1. Apparatus comprising at least one computer-readable storage medium comprising computer-executable instructions stored thereon that, when executed by a general-purpose computer, transform the general-purpose computer into a special-purpose computer that is operative to:
monitor packet traffic to or from a plurality of subscribers to an Internet service provider (ISP); and
analyze at least one of the packets to determine whether at least part of the packet traffic is indicative of suspected click fraud affecting at least one website visited by at least one of the subscribers.
2. The apparatus of claim 1, wherein the at least one computer-readable storage medium further comprises instructions that, when executed by the general purpose computer, transform the general-purpose computer into the special-purpose computer that is operative to notify at least one of the subscribers in the event that computing systems associated with the notified subscriber is involved with the suspected click fraud.
3. The apparatus of claim 1, wherein the special-purpose computer that is operative to analyze at least one of the packets detects a plurality of automatic browser redirect operations by which at least one of the subscribers is navigated to the website.
4. The apparatus of claim 3, wherein the special-purpose computer that is operative to detect a plurality of automatic browser redirect operations detects that the browser redirect operations occurred more quickly than a typical pattern associated with the at least one subscriber.
5. The apparatus of claim 3, wherein the special-purpose computer that is operative to detect a plurality of automatic browser redirect operations detects that an Internet protocol (IP) address associated with an arbiter system is involved in the browser redirect operations.

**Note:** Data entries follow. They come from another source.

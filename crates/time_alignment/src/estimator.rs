//! Time offset estimation from rotational motion signatures.
//!
//! Pipeline per stream: angular rate → spike clipping → low-motion suppression
//! → moving average → uniform resampling. The two resampled signals are then
//! cross-correlated and the winning lag becomes an offset that shifts stream A.

use contracts::{AlignError, FilteringConfig, OffsetEstimate, PoseSequence, Stream, TimeOffset};
use tracing::{debug, info, instrument, warn};

use crate::correlation::correlate;
use crate::signal::{AngularRateSignal, UniformSignal};

/// Estimate the offset that aligns stream `a` onto stream `b`'s clock
///
/// The returned offset is tagged [`Stream::A`]: adding it to every timestamp
/// of `a` expresses `a` on `b`'s clock.
///
/// # Errors
/// - `MalformedInput` if a stream has fewer than two poses
/// - `ConfigValidation` for an unusable configuration
/// - `InsufficientSignal` for a stationary stream or a correlation peak below
///   `min_correlation_confidence`
/// - `NoOverlap` when no candidate lag overlaps enough
#[instrument(
    name = "time_alignment_estimate",
    skip_all,
    fields(poses_a = a.len(), poses_b = b.len(), rate_hz = config.resampling_rate_hz)
)]
pub fn estimate_time_offset(
    a: &PoseSequence,
    b: &PoseSequence,
    config: &FilteringConfig,
) -> Result<OffsetEstimate, AlignError> {
    config.validate()?;

    let signal_a = motion_signature(a, Stream::A, config)?;
    let signal_b = motion_signature(b, Stream::B, config)?;

    let peak = match correlate(&signal_a, &signal_b, config) {
        Ok(peak) => peak,
        Err(e) => {
            metrics::counter!("time_alignment_estimates_total", "status" => "failed").increment(1);
            return Err(e);
        }
    };

    if peak.correlation < config.min_correlation_confidence {
        warn!(
            confidence = peak.correlation,
            required = config.min_correlation_confidence,
            "correlation peak below confidence threshold"
        );
        metrics::counter!("time_alignment_estimates_total", "status" => "low_confidence")
            .increment(1);
        return Err(AlignError::low_confidence(
            peak.correlation,
            config.min_correlation_confidence,
        ));
    }

    let estimate = OffsetEstimate {
        offset: TimeOffset::shifting_a(peak.shift_s),
        confidence: peak.correlation,
        lag_samples: peak.lag,
        overlap_samples: peak.overlap,
        resampling_rate_hz: config.resampling_rate_hz,
    };

    metrics::counter!("time_alignment_estimates_total", "status" => "ok").increment(1);
    metrics::histogram!("time_alignment_confidence").record(estimate.confidence);
    metrics::gauge!("time_alignment_offset_s").set(peak.shift_s);

    info!(
        offset_s = peak.shift_s,
        confidence = peak.correlation,
        lag = peak.lag,
        overlap = peak.overlap,
        "time offset estimated"
    );

    Ok(estimate)
}

/// Filtered, smoothed and resampled angular-rate signal of one stream
#[instrument(name = "time_alignment_motion_signature", level = "debug", skip(poses, config))]
pub fn motion_signature(
    poses: &PoseSequence,
    stream: Stream,
    config: &FilteringConfig,
) -> Result<UniformSignal, AlignError> {
    let mut signal = AngularRateSignal::from_poses(poses)
        .map_err(|e| annotate(e, stream))?;
    let raw_peak = signal.peak();

    if config.clip_outliers {
        signal.clip_to_percentile(config.clipping_percentile);
    }

    if signal.peak() < config.min_motion_rad_s {
        metrics::counter!("time_alignment_estimates_total", "status" => "stationary").increment(1);
        return Err(AlignError::insufficient_signal(format!(
            "stream {stream} is near-stationary: peak angular rate {:.6} rad/s below {:.6} rad/s",
            signal.peak(),
            config.min_motion_rad_s
        )));
    }

    let suppressed = if config.discard_low_motion {
        signal.suppress_below(config.low_motion_threshold_rad_s)
    } else {
        0
    };

    signal.smooth(config.smoothing_window_size);

    let uniform = signal
        .resample(config.resampling_rate_hz)
        .map_err(|e| annotate(e, stream))?;

    debug!(
        %stream,
        samples = signal.len(),
        raw_peak,
        clipped_peak = signal.peak(),
        suppressed,
        resampled = uniform.len(),
        "motion signature derived"
    );

    Ok(uniform)
}

fn annotate(err: AlignError, stream: Stream) -> AlignError {
    match err {
        AlignError::MalformedInput { message } => {
            AlignError::malformed(format!("stream {stream}: {message}"))
        }
        AlignError::InsufficientSignal {
            message,
            confidence,
        } => AlignError::InsufficientSignal {
            message: format!("stream {stream}: {message}"),
            confidence,
        },
        other => other,
    }
}

#[cfg(test)]
mod tests {
    use super::*;
    use contracts::{Quaternion, TimedPose, Vector3};

    /// Orientation profile with non-periodic angular speed
    fn orientation_at(t: f64) -> Quaternion {
        let yaw = 0.9 * (1.3 * t).sin() + 0.4 * (3.1 * t + 0.5).sin();
        let pitch = 0.5 * (0.7 * t).sin() * (2.3 * t).cos();
        Quaternion::from_axis_angle(Vector3::z(), yaw)
            * Quaternion::from_axis_angle(Vector3::y(), pitch)
    }

    fn sampled(rate_hz: f64, duration: f64, delay: f64) -> PoseSequence {
        let n = (duration * rate_hz).round() as usize + 1;
        let poses = (0..n)
            .map(|i| {
                let t = i as f64 / rate_hz;
                TimedPose::new(t, Vector3::new(t, 0.0, 0.0), orientation_at(t - delay)).unwrap()
            })
            .collect();
        PoseSequence::new(poses).unwrap()
    }

    #[test]
    fn test_identical_streams_give_zero_offset() {
        let a = sampled(100.0, 8.0, 0.0);
        let estimate = estimate_time_offset(&a, &a, &FilteringConfig::default()).unwrap();
        assert!(estimate.offset.seconds().abs() < 1e-9);
        assert_eq!(estimate.offset.shifts(), Stream::A);
        assert!(estimate.confidence > 0.99);
    }

    #[test]
    fn test_recovers_delay_across_rates() {
        let config = FilteringConfig::default();
        let a = sampled(100.0, 10.0, 0.0);
        let b = sampled(60.0, 10.0, 0.37);
        let estimate = estimate_time_offset(&a, &b, &config).unwrap();
        assert!(
            (estimate.offset.seconds() - 0.37).abs() <= config.resampling_period(),
            "estimated {}",
            estimate.offset
        );
    }

    #[test]
    fn test_stationary_stream_is_reported() {
        let a = sampled(100.0, 5.0, 0.0);
        let still = PoseSequence::new(
            (0..300)
                .map(|i| {
                    TimedPose::new(i as f64 / 60.0, Vector3::zeros(), Quaternion::identity())
                        .unwrap()
                })
                .collect(),
        )
        .unwrap();
        let err = estimate_time_offset(&a, &still, &FilteringConfig::default()).unwrap_err();
        match err {
            AlignError::InsufficientSignal { message, .. } => {
                assert!(message.contains("stationary"), "got: {message}");
                assert!(message.contains("W_E"), "got: {message}");
            }
            other => panic!("unexpected error: {other:?}"),
        }
    }

    #[test]
    fn test_confidence_threshold_enforced() {
        let a = sampled(100.0, 6.0, 0.0);
        let b = sampled(60.0, 6.0, 0.37);
        let config = FilteringConfig {
            min_correlation_confidence: 1.0,
            ..Default::default()
        };
        let err = estimate_time_offset(&a, &b, &config).unwrap_err();
        assert!(matches!(
            err,
            AlignError::InsufficientSignal {
                confidence: Some(_),
                ..
            }
        ));
    }

    #[test]
    fn test_single_pose_rejected() {
        let a = sampled(100.0, 2.0, 0.0);
        let single = PoseSequence::new(vec![a.poses()[0]]).unwrap();
        assert!(matches!(
            estimate_time_offset(&a, &single, &FilteringConfig::default()),
            Err(AlignError::MalformedInput { .. })
        ));
    }

    #[test]
    fn test_nan_confidence_is_not_a_pass() {
        let a = sampled(100.0, 6.0, 0.0);
        let b = sampled(60.0, 6.0, 0.37);
        let config = FilteringConfig {
            min_correlation_confidence: f64::NAN,
            ..Default::default()
        };
        match estimate_time_offset(&a, &b, &config) {
            Err(AlignError::ConfigValidation { field, .. }) => {
                assert_eq!(field, "filtering.min_correlation_confidence")
            }
            other => panic!("unexpected result: {other:?}"),
        }
    }

    #[test]
    fn test_nan_search_bound_rejected() {
        let a = sampled(100.0, 6.0, 0.0);
        let b = sampled(60.0, 6.0, 0.37);
        let config = FilteringConfig {
            max_offset_s: Some(f64::NAN),
            ..Default::default()
        };
        assert!(matches!(
            estimate_time_offset(&a, &b, &config),
            Err(AlignError::ConfigValidation { .. })
        ));
    }

    #[test]
    fn test_invalid_rate_rejected() {
        let a = sampled(100.0, 2.0, 0.0);
        let config = FilteringConfig {
            resampling_rate_hz: 0.0,
            ..Default::default()
        };
        assert!(matches!(
            estimate_time_offset(&a, &a, &config),
            Err(AlignError::ConfigValidation { .. })
        ));
    }
}
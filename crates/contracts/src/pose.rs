//! Timestamped poses and pose sequences
//!
//! A `PoseSequence` is validated once on construction and never mutated:
//! timestamps are finite and strictly increasing, orientations are unit norm.

use nalgebra::Vector3;
use serde::{Deserialize, Serialize};

use crate::{AlignError, Quaternion};

/// External 8-field pose record
///
/// `timestamp [s], x [m], y [m], z [m], qx, qy, qz, qw`
#[derive(Debug, Clone, Copy, PartialEq, Serialize, Deserialize)]
pub struct PoseRecord {
    pub timestamp: f64,
    pub x: f64,
    pub y: f64,
    pub z: f64,
    pub qx: f64,
    pub qy: f64,
    pub qz: f64,
    pub qw: f64,
}

impl PoseRecord {
    /// Number of fields in one record
    pub const FIELD_COUNT: usize = 8;

    /// Build a record from a field slice in record order
    ///
    /// # Errors
    /// `MalformedInput` when the slice does not hold exactly 8 values.
    pub fn from_fields(fields: &[f64]) -> Result<Self, AlignError> {
        match fields {
            &[timestamp, x, y, z, qx, qy, qz, qw] => Ok(Self {
                timestamp,
                x,
                y,
                z,
                qx,
                qy,
                qz,
                qw,
            }),
            _ => Err(AlignError::malformed(format!(
                "expected {} fields per pose record, got {}",
                Self::FIELD_COUNT,
                fields.len()
            ))),
        }
    }

    pub fn to_fields(&self) -> [f64; 8] {
        [
            self.timestamp,
            self.x,
            self.y,
            self.z,
            self.qx,
            self.qy,
            self.qz,
            self.qw,
        ]
    }
}

/// Pose at an instant: position plus unit orientation
#[derive(Debug, Clone, Copy, PartialEq)]
pub struct TimedPose {
    t: f64,
    position: Vector3<f64>,
    orientation: Quaternion,
}

impl TimedPose {
    /// Create a pose, normalizing the orientation
    ///
    /// # Errors
    /// `MalformedInput` for a non-finite timestamp/position or a quaternion
    /// that cannot be normalized.
    pub fn new(t: f64, position: Vector3<f64>, orientation: Quaternion) -> Result<Self, AlignError> {
        if !t.is_finite() {
            return Err(AlignError::malformed(format!("non-finite timestamp {t}")));
        }
        if position.iter().any(|c| !c.is_finite()) {
            return Err(AlignError::malformed(format!(
                "non-finite position at t={t}"
            )));
        }
        let orientation = orientation.normalized()?;
        Ok(Self {
            t,
            position,
            orientation,
        })
    }

    pub fn t(&self) -> f64 {
        self.t
    }

    pub fn position(&self) -> &Vector3<f64> {
        &self.position
    }

    pub fn orientation(&self) -> &Quaternion {
        &self.orientation
    }

    /// Same pose at a different timestamp
    pub fn with_time(&self, t: f64) -> Self {
        Self { t, ..*self }
    }

    pub fn to_record(&self) -> PoseRecord {
        PoseRecord {
            timestamp: self.t,
            x: self.position.x,
            y: self.position.y,
            z: self.position.z,
            qx: self.orientation.x,
            qy: self.orientation.y,
            qz: self.orientation.z,
            qw: self.orientation.w,
        }
    }
}

impl TryFrom<PoseRecord> for TimedPose {
    type Error = AlignError;

    fn try_from(record: PoseRecord) -> Result<Self, Self::Error> {
        TimedPose::new(
            record.timestamp,
            Vector3::new(record.x, record.y, record.z),
            Quaternion::new(record.qx, record.qy, record.qz, record.qw),
        )
    }
}

/// Ordered, immutable sequence of poses with strictly increasing timestamps
#[derive(Debug, Clone, PartialEq)]
pub struct PoseSequence {
    poses: Vec<TimedPose>,
}

impl PoseSequence {
    /// Validate and wrap a pose vector
    ///
    /// # Errors
    /// `MalformedInput` if the vector is empty or timestamps are not strictly
    /// increasing.
    pub fn new(poses: Vec<TimedPose>) -> Result<Self, AlignError> {
        if poses.is_empty() {
            return Err(AlignError::malformed("pose sequence is empty"));
        }
        if let Some(idx) = poses.windows(2).position(|w| w[1].t <= w[0].t) {
            return Err(AlignError::malformed(format!(
                "timestamps must be strictly increasing: index {} has t={} after t={}",
                idx + 1,
                poses[idx + 1].t,
                poses[idx].t
            )));
        }
        Ok(Self { poses })
    }

    /// Ingest external records, normalizing every orientation
    pub fn from_records(records: &[PoseRecord]) -> Result<Self, AlignError> {
        let poses = records
            .iter()
            .enumerate()
            .map(|(idx, record)| {
                TimedPose::try_from(*record).map_err(|e| match e {
                    AlignError::MalformedInput { message } => {
                        AlignError::malformed(format!("record {idx}: {message}"))
                    }
                    other => other,
                })
            })
            .collect::<Result<Vec<_>, _>>()?;
        Self::new(poses)
    }

    pub fn to_records(&self) -> Vec<PoseRecord> {
        self.poses.iter().map(TimedPose::to_record).collect()
    }

    pub fn len(&self) -> usize {
        self.poses.len()
    }

    /// Always false; kept for API symmetry with `len`
    pub fn is_empty(&self) -> bool {
        self.poses.is_empty()
    }

    pub fn poses(&self) -> &[TimedPose] {
        &self.poses
    }

    pub fn times(&self) -> impl Iterator<Item = f64> + '_ {
        self.poses.iter().map(|p| p.t)
    }

    pub fn orientations(&self) -> impl Iterator<Item = &Quaternion> + '_ {
        self.poses.iter().map(|p| &p.orientation)
    }

    pub fn start_time(&self) -> f64 {
        self.poses[0].t
    }

    pub fn end_time(&self) -> f64 {
        self.poses[self.poses.len() - 1].t
    }

    pub fn time_range(&self) -> (f64, f64) {
        (self.start_time(), self.end_time())
    }

    pub fn duration(&self) -> f64 {
        self.end_time() - self.start_time()
    }

    /// Mean sampling period; `None` for a single pose
    pub fn mean_period(&self) -> Option<f64> {
        if self.poses.len() < 2 {
            return None;
        }
        Some(self.duration() / (self.poses.len() - 1) as f64)
    }

    /// Copy with `seconds` added to every timestamp
    ///
    /// # Errors
    /// `MalformedInput` if the shift is not finite or collapses neighbouring
    /// timestamps through floating-point rounding.
    pub fn shifted(&self, seconds: f64) -> Result<Self, AlignError> {
        if !seconds.is_finite() {
            return Err(AlignError::malformed(format!(
                "time shift must be finite, got {seconds}"
            )));
        }
        if seconds == 0.0 {
            return Ok(self.clone());
        }
        Self::new(
            self.poses
                .iter()
                .map(|p| p.with_time(p.t + seconds))
                .collect(),
        )
    }
}
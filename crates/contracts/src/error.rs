//! Layered error definitions
//!
//! Categorized by source: input / signal / alignment / config / io

use thiserror::Error;

/// Unified error type
#[derive(Debug, Error)]
pub enum AlignError {
    // ===== Input Errors =====
    /// Pose data violates the sequence preconditions
    #[error("malformed input: {message}")]
    MalformedInput { message: String },

    // ===== Estimation Errors =====
    /// Motion too small or too noisy to estimate an offset
    #[error("insufficient signal: {message}")]
    InsufficientSignal {
        message: String,
        /// Achieved correlation peak, when the failure happened after correlation
        confidence: Option<f64>,
    },

    // ===== Alignment Errors =====
    /// Shifted sequences share no common time support
    #[error("no overlap between stream A [{:.6}, {:.6}] and stream B [{:.6}, {:.6}]", a_range.0, a_range.1, b_range.0, b_range.1)]
    NoOverlap {
        a_range: (f64, f64),
        b_range: (f64, f64),
    },

    /// Query time outside the source range (internal invariant violation)
    #[error("interpolation query t={t:.9} outside source range [{start:.9}, {end:.9}]")]
    InterpolationRange { t: f64, start: f64, end: f64 },

    // ===== Configuration Errors =====
    /// Configuration parse error
    #[error("config parse error: {message}")]
    ConfigParse {
        message: String,
        #[source]
        source: Option<Box<dyn std::error::Error + Send + Sync>>,
    },

    /// Configuration validation error
    #[error("config validation error at '{field}': {message}")]
    ConfigValidation { field: String, message: String },

    // ===== General Errors =====
    /// IO error
    #[error("io error: {0}")]
    Io(#[from] std::io::Error),
}

impl AlignError {
    /// Create malformed input error
    pub fn malformed(message: impl Into<String>) -> Self {
        Self::MalformedInput {
            message: message.into(),
        }
    }

    /// Create insufficient signal error without a correlation value
    pub fn insufficient_signal(message: impl Into<String>) -> Self {
        Self::InsufficientSignal {
            message: message.into(),
            confidence: None,
        }
    }

    /// Create insufficient signal error carrying the achieved confidence
    pub fn low_confidence(confidence: f64, required: f64) -> Self {
        Self::InsufficientSignal {
            message: format!(
                "correlation peak {confidence:.4} below required confidence {required:.4}"
            ),
            confidence: Some(confidence),
        }
    }

    /// Create configuration parse error
    pub fn config_parse(message: impl Into<String>) -> Self {
        Self::ConfigParse {
            message: message.into(),
            source: None,
        }
    }

    /// Create configuration validation error
    pub fn config_validation(field: impl Into<String>, message: impl Into<String>) -> Self {
        Self::ConfigValidation {
            field: field.into(),
            message: message.into(),
        }
    }
}

#[cfg(test)]
mod tests {
    use super::*;

    #[test]
    fn test_no_overlap_message_contains_ranges() {
        let err = AlignError::NoOverlap {
            a_range: (0.0, 1.0),
            b_range: (2.0, 3.0),
        };
        let msg = err.to_string();
        assert!(msg.contains("no overlap"), "got: {msg}");
        assert!(msg.contains("2.000000"), "got: {msg}");
    }

    #[test]
    fn test_low_confidence_carries_value() {
        match AlignError::low_confidence(0.3, 0.5) {
            AlignError::InsufficientSignal { confidence, message } => {
                assert_eq!(confidence, Some(0.3));
                assert!(message.contains("0.3000"));
            }
            other => panic!("unexpected error: {other:?}"),
        }
    }
}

6. The apparatus of claim 1, wherein the special-purpose computer that is operative to analyze at least one of the packets detects at least one deviation in a browsing pattern associated with the at least one subscriber.
7. The apparatus of claim 1, wherein the at least one computer-readable storage medium further comprises instructions that, when executed by the general purpose computer, transform the general-purpose computer into the special-purpose computer that is operative to detect that a computer system associated with the at least one of the subscribers is infected by malware that is causing the suspected click fraud.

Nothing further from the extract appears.